Are you on any medication dude? If not get something prescribed and use the mental breathing room it gives you to break down your problems into smaller ones and try and solve them one at a time.

Sherdog has got your back
 
Be chill bro and just try your best. You have to find a new hobby/interest like a new video game or something to keep your mind occupied. Maybe try having 2 puffs of a joint and see if that helps, I know it does for me
 
Get some help.
Some therapy.
You can do it.
Man i think about going to hospital but all they do is giving antidepressants, i dont want them those things will break me completely. Government provides theraphy like once a month or something.
 
I was diagnosed with depression and anxiety disorder before, feels like these shits coming out again.
Loneliness, financial and family issues, fucking college stress (i couldnt graduate and my scholarship is about to end idk how to fucking pay this honestly, cant say i keep my curiosity about my field), there is this constant pain and heaviness on my chest. And i dont cry at all i just feel mentally frustrated and tired. Started smoking cigars time to time while going nightwalks listenning lo fi stuff, only time i kinda feel relaxed and chill.
I need a moment to chill, i need some space guys. I think about suiciding and ending my misery many times of my days. Fucking hell.
Hang in there bud

Please talk to someone, hopefully you have access to professional help
 
Man i think about going to hospital but all they do is giving antidepressants, i dont want them those things will break me completely. Government provides theraphy like once a month or something.
There are pro-bono therapists.
Look them up online.

Sometimes antidepressants are helpful.
You need to find the one that works for you.
 
Man i think about going to hospital but all they do is giving antidepressants, i dont want them those things will break me completely. Government provides theraphy like once a month or something.
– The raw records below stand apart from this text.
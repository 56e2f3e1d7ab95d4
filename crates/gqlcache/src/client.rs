//! # Cache Client
//!
//! Runs fetches: the cache stage, the policy decision, then the network
//! stage. Results arrive in order on a [`FetchHandle`]; a cache result is
//! always delivered before the network result of the same fetch.
//!
//! Network results are written back to the store, notifying its
//! subscribers, for every policy except `NetworkOnly`.

use crate::error::FetchError;
use crate::interceptor::CacheReadInterceptor;
use crate::network::NetworkStage;
use gqlcache_core::{
    CacheConfig, CacheError, CachePolicy, CacheStore, GraphQLResponse, GraphQLResult, Operation,
    PolicyConfig,
};
use serde_json::Value;
use std::sync::Arc;
use std::sync::atomic::{AtomicBool, Ordering};
use tokio::sync::mpsc;
use tracing::debug;

// =============================================================================
// FETCH HANDLE
// =============================================================================

/// Ordered results of one fetch.
///
/// The stream ends once the fetch is done, fails, or is cancelled.
#[derive(Debug)]
pub struct FetchHandle {
    receiver: mpsc::UnboundedReceiver<Result<GraphQLResult, FetchError>>,
    cancelled: Arc<AtomicBool>,
}

impl FetchHandle {
    /// The next result, or `None` once the fetch has finished.
    pub async fn next(&mut self) -> Option<Result<GraphQLResult, FetchError>> {
        self.receiver.recv().await
    }

    /// Stop delivering results. A stage already running completes, but its
    /// result is dropped.
    pub fn cancel(&self) {
        self.cancelled.store(true, Ordering::Release);
    }

    #[must_use]
    pub fn is_cancelled(&self) -> bool {
        self.cancelled.load(Ordering::Acquire)
    }
}

/// Sending half of a fetch, checking cancellation before every delivery.
struct Delivery {
    sender: mpsc::UnboundedSender<Result<GraphQLResult, FetchError>>,
    cancelled: Arc<AtomicBool>,
    operation: String,
}

impl Delivery {
    fn is_cancelled(&self) -> bool {
        self.cancelled.load(Ordering::Acquire)
    }

    /// Returns whether the result was delivered.
    fn deliver(&self, result: Result<GraphQLResult, FetchError>) -> bool {
        if self.is_cancelled() {
            debug!(operation = %self.operation, "fetch cancelled, dropping result");
            return false;
        }
        self.sender.send(result).is_ok()
    }
}

// =============================================================================
// CLIENT
// =============================================================================

/// Arbitrates between a store and a network stage.
pub struct CacheClient<N> {
    store: CacheStore,
    network: Arc<N>,
    interceptor: CacheReadInterceptor,
    policy: PolicyConfig,
}

impl<N> Clone for CacheClient<N> {
    fn clone(&self) -> Self {
        Self {
            store: self.store.clone(),
            network: Arc::clone(&self.network),
            interceptor: self.interceptor.clone(),
            policy: self.policy.clone(),
        }
    }
}

impl<N> std::fmt::Debug for CacheClient<N> {
    fn fmt(&self, f: &mut std::fmt::Formatter<'_>) -> std::fmt::Result {
        f.debug_struct("CacheClient")
            .field("store", &self.store)
            .field("policy", &self.policy)
            .finish_non_exhaustive()
    }
}

impl<N: NetworkStage> CacheClient<N> {
    #[must_use]
    pub fn new(store: CacheStore, network: N) -> Self {
        Self {
            interceptor: CacheReadInterceptor::new(store.clone()),
            store,
            network: Arc::new(network),
            policy: PolicyConfig::default(),
        }
    }

    /// A client over the store `config` describes.
    pub fn from_config(config: &CacheConfig, network: N) -> Result<Self, CacheError> {
        Ok(Self::new(config.open_store()?, network).with_policy_config(config.policy.clone()))
    }

    /// Default policy and TTL for fetches.
    #[must_use]
    pub fn with_policy_config(mut self, policy: PolicyConfig) -> Self {
        self.policy = policy;
        self
    }

    #[must_use]
    pub const fn store(&self) -> &CacheStore {
        &self.store
    }

    #[must_use]
    pub const fn default_policy(&self) -> CachePolicy {
        self.policy.default
    }

    /// Fetch `operation` with the configured default policy.
    pub fn fetch_default(&self, operation: Operation) -> FetchHandle {
        self.fetch(operation, self.policy.default)
    }

    /// Start fetching `operation` under `policy`. Must be called from
    /// within a tokio runtime.
    ///
    /// Mutations and subscriptions never read the cache; a cache-reading
    /// policy becomes `NetworkThenCache` for them.
    pub fn fetch(&self, operation: Operation, policy: CachePolicy) -> FetchHandle {
        let (sender, receiver) = mpsc::unbounded_channel();
        let cancelled = Arc::new(AtomicBool::new(false));

        let delivery = Delivery {
            sender,
            cancelled: Arc::clone(&cancelled),
            operation: operation.name.clone(),
        };
        let policy = policy.for_operation(operation.operation_type);
        let ttl_seconds = self.policy.ttl_for(&operation);
        let client = self.clone();

        tokio::spawn(async move {
            client
                .run(Arc::new(operation), policy, ttl_seconds, delivery)
                .await;
        });

        FetchHandle {
            receiver,
            cancelled,
        }
    }

    async fn run(
        &self,
        operation: Arc<Operation>,
        policy: CachePolicy,
        ttl_seconds: Option<i64>,
        delivery: Delivery,
    ) {
        let read = match self
            .interceptor
            .read(Arc::clone(&operation), policy, ttl_seconds)
            .await
        {
            Ok(read) => read,
            Err(error) => {
                delivery.deliver(Err(error));
                return;
            }
        };

        if let Some(failure) = read.failure(operation.root_key()) {
            delivery.deliver(Err(failure.into()));
            return;
        }
        let decision = read.decision;
        if let Some(result) = read.result.filter(|_| decision.deliver_cache) {
            if !delivery.deliver(Ok(result)) {
                return;
            }
        }
        if !decision.proceed_to_network || delivery.is_cancelled() {
            return;
        }

        let body = match self.network.fetch(&operation).await {
            Ok(body) => body,
            Err(error) => {
                delivery.deliver(Err(error));
                return;
            }
        };
        if delivery.is_cancelled() {
            debug!(operation = %operation.name, "fetch cancelled before parsing");
            return;
        }

        let store = self.store.clone();
        let parsed =
            tokio::task::spawn_blocking(move || parse_and_publish(&store, &operation, body, policy))
                .await;
        let result = match parsed {
            Ok(result) => result.map_err(FetchError::from),
            Err(error) => Err(error.into()),
        };
        delivery.deliver(result);
    }
}

/// Parse a network body and merge its records unless `policy` says not to.
fn parse_and_publish(
    store: &CacheStore,
    operation: &Operation,
    body: Value,
    policy: CachePolicy,
) -> Result<GraphQLResult, CacheError> {
    let response =
        GraphQLResponse::from_value(operation, body)?.with_cache_key_fn(store.cache_key_fn().cloned());
    let (result, records) = response.parse_result(policy)?;
    if let Some(records) = records {
        let changed = store.publish(records)?;
        debug!(
            operation = %operation.name,
            changed = changed.len(),
            "published network result"
        );
    }
    Ok(result)
}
Antidepressants don't break you, you have to monitor your mood carefully while on them though. However there's several different types and it might just be that the ones you were on before didn't work for you.

If it wasn't for anti depressants I have no doubt I'd be dead.
 
It’s not an easy time for anyone. Don’t do anything stupid.
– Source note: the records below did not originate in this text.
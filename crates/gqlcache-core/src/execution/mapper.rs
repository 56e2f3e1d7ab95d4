//! # Selection Set Mapper
//!
//! Accumulator producing the response data as JSON, ready to be decoded
//! into typed structures. Scalars are converted to the field's declared
//! type; anything that does not convert is a `TypeMismatch`.

use super::accumulator::ResultAccumulator;
use super::selection::{OutputType, ScalarType};
use super::{FieldExecutionInfo, ObjectExecutionInfo};
use crate::types::{CacheError, FieldValue, Timestamp};
use serde_json::{Map, Value};

/// What to do when a selected field is absent from the source.
#[derive(Debug, Clone, Copy, PartialEq, Eq, Default)]
pub enum HandleMissingValues {
    /// Fail with `MissingFieldValue`.
    #[default]
    Disallow,
    /// Leave out nullable fields; fail on non-null ones.
    AllowForOptionalFields,
    /// Leave out any missing field. Only for test and mock data.
    AllowForAllFields,
}

/// Builds the response data object.
#[derive(Debug, Clone, Default)]
pub struct SelectionSetMapper {
    handle_missing_values: HandleMissingValues,
}

impl SelectionSetMapper {
    #[must_use]
    pub fn new() -> Self {
        Self::default()
    }

    #[must_use]
    pub const fn with_missing_values(handle_missing_values: HandleMissingValues) -> Self {
        Self {
            handle_missing_values,
        }
    }
}

fn mismatch(expected: &str, value: &FieldValue) -> CacheError {
    CacheError::TypeMismatch {
        expected: expected.to_string(),
        found: value.kind().to_string(),
    }
}

/// Convert a stored or received scalar to `scalar`.
///
/// `ID` accepts integers (rendered as strings) and `Float` accepts
/// integers; every other type only accepts its own kind.
fn convert_scalar(scalar: ScalarType, value: &FieldValue) -> Result<Value, CacheError> {
    match (scalar, value) {
        (ScalarType::String | ScalarType::Id, FieldValue::String(s)) => Ok(Value::String(s.clone())),
        (ScalarType::Id, FieldValue::Int(i)) => Ok(Value::String(i.to_string())),
        (ScalarType::Int, FieldValue::Int(i)) => Ok(Value::from(*i)),
        (ScalarType::Float, FieldValue::Int(i)) => Ok(Value::from(*i as f64)),
        (ScalarType::Float, FieldValue::Float(f)) => serde_json::Number::from_f64(*f)
            .map(Value::Number)
            .ok_or_else(|| mismatch(scalar.name(), value)),
        (ScalarType::Boolean, FieldValue::Bool(b)) => Ok(Value::Bool(*b)),
        _ => Err(mismatch(scalar.name(), value)),
    }
}

impl ResultAccumulator for SelectionSetMapper {
    type PartialResult = Option<Value>;
    type FieldEntry = (String, Value);
    type ObjectResult = Map<String, Value>;
    type FinalResult = Map<String, Value>;

    fn accept_scalar(
        &mut self,
        value: &FieldValue,
        _received_at: Timestamp,
        info: &FieldExecutionInfo<'_>,
    ) -> Result<Self::PartialResult, CacheError> {
        match info.field.output.named_type() {
            OutputType::Scalar(scalar) => convert_scalar(*scalar, value).map(Some),
            other => Err(mismatch(&other.describe(), value)),
        }
    }

    fn accept_custom_scalar(
        &mut self,
        value: &FieldValue,
        _received_at: Timestamp,
        info: &FieldExecutionInfo<'_>,
    ) -> Result<Self::PartialResult, CacheError> {
        value
            .to_plain_json()
            .map(Some)
            .ok_or_else(|| mismatch(&info.field.output.named_type().describe(), value))
    }

    fn accept_null(
        &mut self,
        _received_at: Timestamp,
        _info: &FieldExecutionInfo<'_>,
    ) -> Result<Self::PartialResult, CacheError> {
        Ok(Some(Value::Null))
    }

    fn accept_missing(
        &mut self,
        _received_at: Timestamp,
        info: &FieldExecutionInfo<'_>,
    ) -> Result<Self::PartialResult, CacheError> {
        match self.handle_missing_values {
            HandleMissingValues::AllowForOptionalFields if info.field.output.is_nullable() => {
                Ok(None)
            }
            HandleMissingValues::AllowForAllFields => Ok(None),
            _ => Err(CacheError::MissingFieldValue),
        }
    }

    fn accept_list(
        &mut self,
        list: Vec<Self::PartialResult>,
        _info: &FieldExecutionInfo<'_>,
    ) -> Result<Self::PartialResult, CacheError> {
        Ok(Some(Value::Array(
            list.into_iter()
                .map(|item| item.unwrap_or(Value::Null))
                .collect(),
        )))
    }

    fn accept_child_object(
        &mut self,
        object: Self::ObjectResult,
        _received_at: Timestamp,
        _info: &FieldExecutionInfo<'_>,
    ) -> Result<Self::PartialResult, CacheError> {
        Ok(Some(Value::Object(object)))
    }

    fn accept_field_entry(
        &mut self,
        entry: Self::PartialResult,
        info: &FieldExecutionInfo<'_>,
    ) -> Result<Option<Self::FieldEntry>, CacheError> {
        Ok(entry.map(|value| (info.response_key.clone(), value)))
    }

    fn accept_field_entries(
        &mut self,
        entries: Vec<Self::FieldEntry>,
        _info: &ObjectExecutionInfo,
    ) -> Result<Self::ObjectResult, CacheError> {
        Ok(entries.into_iter().collect())
    }

    fn finish(
        &mut self,
        root: Self::ObjectResult,
        _info: &ObjectExecutionInfo,
    ) -> Result<Self::FinalResult, CacheError> {
        Ok(root)
    }
}

// =============================================================================
// TESTS
// =============================================================================

#[cfg(test)]
mod tests {
    use super::*;

    #[test]
    fn id_accepts_integers_as_strings() {
        assert_eq!(
            convert_scalar(ScalarType::Id, &FieldValue::Int(2001)),
            Ok(Value::String("2001".to_string()))
        );
    }

    #[test]
    fn float_accepts_integers() {
        assert_eq!(
            convert_scalar(ScalarType::Float, &FieldValue::Int(3)),
            Ok(Value::from(3.0))
        );
    }

    #[test]
    fn string_rejects_objects() {
        let err = convert_scalar(ScalarType::String, &FieldValue::Object(Default::default()))
            .expect_err("objects are not strings");
        assert_eq!(
            err,
            CacheError::TypeMismatch {
                expected: "String".to_string(),
                found: "object".to_string(),
            }
        );
    }

    #[test]
    fn int_rejects_floats() {
        assert!(convert_scalar(ScalarType::Int, &FieldValue::Float(1.5)).is_err());
        assert!(convert_scalar(ScalarType::Boolean, &FieldValue::from("true")).is_err());
    }
}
I know you mean well with this, but "don't do anything stupid" isn't good advice for someone who's feeling suicidal because it can make them feel worse.
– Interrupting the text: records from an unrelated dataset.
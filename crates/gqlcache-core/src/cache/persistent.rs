//! # Persistent Normalized Cache
//!
//! Records kept by a [`PersistenceAdapter`], encoded in the field format.
//!
//! Merges read the affected rows, merge them in memory, then write back
//! only the records that own a changed field key. The adapter's schema is
//! migrated when the cache is constructed; a failed migration fails
//! construction.

use super::{CacheClearingPolicy, NormalizedCache};
use crate::cache_key::record_key_of;
use crate::formats::{deserialize_fields, serialize_fields};
use crate::record_set::RecordSet;
use crate::storage::{DatabaseRow, InsertionEnd, PersistenceAdapter};
use crate::types::{CacheError, CacheKey, Record, RecordRow, Timestamp};
use std::collections::{BTreeMap, BTreeSet};
use tracing::{debug, info};

#[derive(Debug)]
pub struct PersistentNormalizedCache<A> {
    adapter: A,
    /// Compact storage after every clear.
    vacuum_on_clear: bool,
}

fn decode_row(row: DatabaseRow) -> Result<RecordRow, CacheError> {
    let fields = deserialize_fields(&row.key, &row.serialized_fields)?;
    Ok(RecordRow::new(
        Record::new(row.key, fields),
        Timestamp::from_secs(row.last_received_at),
    ))
}

fn encode_row(row: &RecordRow) -> Result<DatabaseRow, CacheError> {
    Ok(DatabaseRow {
        key: row.record.key.clone(),
        serialized_fields: serialize_fields(&row.record.key, &row.record.fields)?,
        last_received_at: row.last_received_at.secs(),
    })
}

impl<A: PersistenceAdapter> PersistentNormalizedCache<A> {
    /// Wrap `adapter`, migrating its schema first.
    pub fn new(mut adapter: A) -> Result<Self, CacheError> {
        let from = adapter.read_schema_version()?;
        let to = adapter.migrate()?;
        info!(from = ?from, to, "persistent cache ready");
        Ok(Self {
            adapter,
            vacuum_on_clear: false,
        })
    }

    /// Wrap `adapter` and seed it with `initial_records`.
    pub fn with_initial_records(adapter: A, initial_records: RecordSet) -> Result<Self, CacheError> {
        let mut cache = Self::new(adapter)?;
        cache.import_rows(initial_records.into_rows())?;
        Ok(cache)
    }

    #[must_use]
    pub const fn with_vacuum_on_clear(mut self, vacuum_on_clear: bool) -> Self {
        self.vacuum_on_clear = vacuum_on_clear;
        self
    }

    #[must_use]
    pub const fn adapter(&self) -> &A {
        &self.adapter
    }
}

impl<A: PersistenceAdapter> NormalizedCache for PersistentNormalizedCache<A> {
    fn load_records(&self, keys: &BTreeSet<CacheKey>) -> Result<BTreeMap<CacheKey, RecordRow>, CacheError> {
        self.adapter
            .select_rows(keys)?
            .into_iter()
            .map(|row| decode_row(row).map(|row| (row.record.key.clone(), row)))
            .collect()
    }

    fn merge(&mut self, records: RecordSet) -> Result<BTreeSet<CacheKey>, CacheError> {
        let keys = records.keys();
        let mut merged = RecordSet::from_rows(self.load_records(&keys)?.into_values());
        let changed = merged.merge_at(records, Timestamp::now());

        let owners: BTreeSet<CacheKey> = changed.iter().map(|key| record_key_of(key)).collect();
        let rows = owners
            .iter()
            .filter_map(|key| merged.get(key))
            .map(encode_row)
            .collect::<Result<Vec<_>, _>>()?;
        self.adapter.upsert(&rows)?;

        debug!(
            records = keys.len(),
            written = rows.len(),
            changed = changed.len(),
            "merged records into persistent cache"
        );
        Ok(changed)
    }

    fn remove_record(&mut self, key: &str) -> Result<bool, CacheError> {
        self.adapter.delete_exact(key)
    }

    fn remove_records_matching(&mut self, pattern: &str) -> Result<Vec<CacheKey>, CacheError> {
        self.adapter.delete_matching(pattern)
    }

    fn clear(&mut self, policy: &CacheClearingPolicy, compact: bool) -> Result<(), CacheError> {
        let compact = compact || self.vacuum_on_clear;
        let removed = match policy {
            CacheClearingPolicy::AllRecords => {
                self.adapter.clear(compact)?;
                debug!(?policy, compact, "cleared persistent records");
                return Ok(());
            }
            CacheClearingPolicy::Key(key) => usize::from(self.adapter.delete_exact(key)?),
            CacheClearingPolicy::MatchingPattern(pattern) => self.adapter.delete_matching(pattern)?.len(),
            CacheClearingPolicy::OlderThan(before) => {
                self.adapter.delete_received_before(before.secs())?
            }
            CacheClearingPolicy::FirstInserted(count) => self
                .adapter
                .delete_by_insertion_order(InsertionEnd::First, *count)?,
            CacheClearingPolicy::LastInserted(count) => self
                .adapter
                .delete_by_insertion_order(InsertionEnd::Last, *count)?,
        };
        if compact {
            self.adapter.compact()?;
        }
        debug!(?policy, removed, compact, "cleared persistent records");
        Ok(())
    }

    fn load_all(&self) -> Result<Vec<RecordRow>, CacheError> {
        self.adapter
            .select_all()?
            .into_iter()
            .map(decode_row)
            .collect()
    }

    fn import_rows(&mut self, rows: Vec<RecordRow>) -> Result<(), CacheError> {
        let rows = rows.iter().map(encode_row).collect::<Result<Vec<_>, _>>()?;
        self.adapter.upsert(&rows)
    }
}

// =============================================================================
// TESTS
// =============================================================================

#[cfg(test)]
mod tests {
    use super::*;
    use crate::storage::RedbRecordDatabase;
    use crate::types::{CacheReference, FieldValue, Fields};
    use tempfile::tempdir;

    fn open(path: &std::path::Path) -> PersistentNormalizedCache<RedbRecordDatabase> {
        PersistentNormalizedCache::new(RedbRecordDatabase::open(path).expect("open db"))
            .expect("migrate")
    }

    fn keys(list: &[&str]) -> BTreeSet<CacheKey> {
        list.iter().map(|k| k.to_string()).collect()
    }

    #[test]
    fn merge_writes_only_changed_records() {
        let temp = tempdir().expect("temp dir");
        let mut cache = open(&temp.path().join("cache.redb"));

        let records = RecordSet::from_records(
            [
                Record::new("QUERY_ROOT", Fields::new())
                    .with_field("hero", CacheReference::new("QUERY_ROOT.hero")),
                Record::new("QUERY_ROOT.hero", Fields::new())
                    .with_field("name", "R2-D2")
                    .with_field(
                        "friends",
                        FieldValue::List(vec![CacheReference::new("QUERY_ROOT.hero.friends.0").into()]),
                    ),
                Record::new("QUERY_ROOT.hero.friends.0", Fields::new()).with_field("name", "Luke"),
            ],
            Timestamp(100),
        );
        assert_eq!(cache.merge(records.clone()).expect("merge").len(), 4);
        assert!(cache.merge(records).expect("merge").is_empty());

        let update = RecordSet::from_records(
            [Record::new("QUERY_ROOT.hero.friends.0", Fields::new()).with_field("name", "Han")],
            Timestamp(200),
        );
        let changed = cache.merge(update).expect("merge");
        assert_eq!(changed, keys(&["QUERY_ROOT.hero.friends.0.name"]));

        let loaded = cache
            .load_records(&keys(&["QUERY_ROOT.hero.friends.0", "QUERY_ROOT.hero"]))
            .expect("load");
        assert_eq!(
            loaded["QUERY_ROOT.hero.friends.0"].record.get("name"),
            Some(&FieldValue::from("Han"))
        );
        assert_eq!(loaded["QUERY_ROOT.hero"].last_received_at, Timestamp(100));
        assert!(loaded["QUERY_ROOT.hero.friends.0"].last_received_at > Timestamp(100));
    }

    #[test]
    fn survives_reopen_with_timestamps() {
        let temp = tempdir().expect("temp dir");
        let path = temp.path().join("cache.redb");
        {
            let mut cache = open(&path);
            cache
                .import_rows(vec![RecordRow::new(
                    Record::new("2001", Fields::new()).with_field("height", FieldValue::Float(0.96)),
                    Timestamp(42),
                )])
                .expect("import");
        }

        let cache = open(&path);
        let all = cache.load_all().expect("all");
        assert_eq!(all.len(), 1);
        assert_eq!(all[0].last_received_at, Timestamp(42));
        assert_eq!(all[0].record.get("height"), Some(&FieldValue::Float(0.96)));
    }

    #[test]
    fn initial_records_are_imported() {
        let temp = tempdir().expect("temp dir");
        let seed = RecordSet::from_records(
            [Record::new("QUERY_ROOT", Fields::new()).with_field("greeting", "hi")],
            Timestamp(7),
        );
        let cache = PersistentNormalizedCache::with_initial_records(
            RedbRecordDatabase::open(temp.path().join("cache.redb")).expect("open db"),
            seed,
        )
        .expect("seed");
        assert_eq!(cache.load_all().expect("all").len(), 1);
        assert_eq!(
            cache.adapter().read_schema_version().expect("version"),
            Some(crate::primitives::SCHEMA_VERSION)
        );
    }

    #[test]
    fn clear_with_vacuum() {
        let temp = tempdir().expect("temp dir");
        let mut cache = open(&temp.path().join("cache.redb")).with_vacuum_on_clear(true);
        cache
            .merge(RecordSet::from_records(
                [
                    Record::new("Human:1000", Fields::new()).with_field("name", "Luke"),
                    Record::new("Human:1002", Fields::new()).with_field("name", "Han"),
                ],
                Timestamp(1),
            ))
            .expect("merge");

        cache
            .clear(&CacheClearingPolicy::MatchingPattern("*1002".to_string()), false)
            .expect("clear");
        assert_eq!(cache.load_all().expect("all").len(), 1);

        cache.clear(&CacheClearingPolicy::AllRecords, false).expect("clear");
        assert!(cache.load_all().expect("all").is_empty());
    }
}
Not trying to be a dick, you're a good dude, I've just done a fair bit of mental health training and been through a fair bit of treatment over the years and that's something they make a point of.
 
I was super stressed out at university too. Dropped out, now I'm as relaxed as can be. (Although I'm unemployed too so you win some you lose some).

Not saying you should drop out, but it's an option.


I used to take everything in life very seriously, study hard for exams and shit. I got good grades but I felt like shit. If I knew i'd be an unemployed loser at the end I would've been relaxed from the start.

My life now is way better in terms of my mental health than when I had all the stress from school. Idk if this is any use to you but my situation was similar to yours at some point.
 
just do crazy shit until you nearly die.
a near death experience is nearly guaranteed to improve your passion for life (or so a friend tells me)
 
Loneliness, financial and family issues, fucking college stress
Get on meds so you can get through the day. You need to break down your problems into smaller issues so you can actually tackle them. I would invest most of your energy into developing a career. Contrary to what some people say, money solves a lot of fucking problems.